[Start of Attachment]
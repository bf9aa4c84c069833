//! DOM Optimiser - page-builder markup pruning library
//!
//! This library rewrites a complete HTML page to drop structurally redundant
//! markup emitted by the Elementor page builder, without changing how the
//! page renders or breaking the hooks its styles and scripts rely on.
//!
//! # Architecture
//!
//! The library is structured into several modules:
//! - `parser`: HTML5 parsing and serialization using html5ever
//! - `charset`: Character encoding detection and transcoding for byte input
//! - `dom`: Tree primitives (selection, unwrap, detach) over the rcdom tree
//! - `safety`: The predicate gating every unwrap and flatten
//! - `scanner`: Inline script scan for IDs looked up by literal string
//! - `wrappers`, `ghost`, `comments`, `flatten`: the rewrite passes
//! - `optimiser`: Pass orchestration, options, timeout context and report
//! - `ffi`: C-compatible interface for host integration
//!
//! # Example
//!
//! ```rust
//! use dom_optimiser::DomOptimiser;
//!
//! let page = "<!DOCTYPE html><html><head><title>Landing page</title></head><body>\
//!             <div class=\"elementor-widget-container\"><h1>Welcome</h1></div>\
//!             </body></html>";
//! let html = DomOptimiser::new().process_or_passthrough(page);
//! assert!(html.contains("<body><h1>Welcome</h1></body>"));
//! ```
//!
//! # Safety
//!
//! All FFI functions are marked `unsafe` and document their pointer
//! contracts. Memory allocated by Rust must be freed by Rust via the
//! provided cleanup functions.

pub mod charset;
pub mod comments;
pub mod dom;
pub mod error;
pub mod ffi;
pub mod flatten;
pub mod ghost;
pub mod optimiser;
pub mod parser;
pub mod safety;
pub mod scanner;
pub mod wrappers;

pub use error::OptimiseError;
pub use ffi::{DomOptimiserOptions, DomOptimiserResult};
pub use optimiser::{
    DomOptimiser, OptimiseContext, OptimiseOutput, OptimiseReport, OptimiserOptions, Pass,
    SkipReason,
};
pub use parser::{parse_document_str, parse_html, serialize_document};
pub use safety::{PruneGuard, PruneVerdict};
[End of Attachment]
* [YOUR ASSIGNMENT]:
Copy all lines from the material that hold "charset".

* [RESPONSE AREA]:
//! - `charset`: Character encoding detection and transcoding for byte input
pub mod charset;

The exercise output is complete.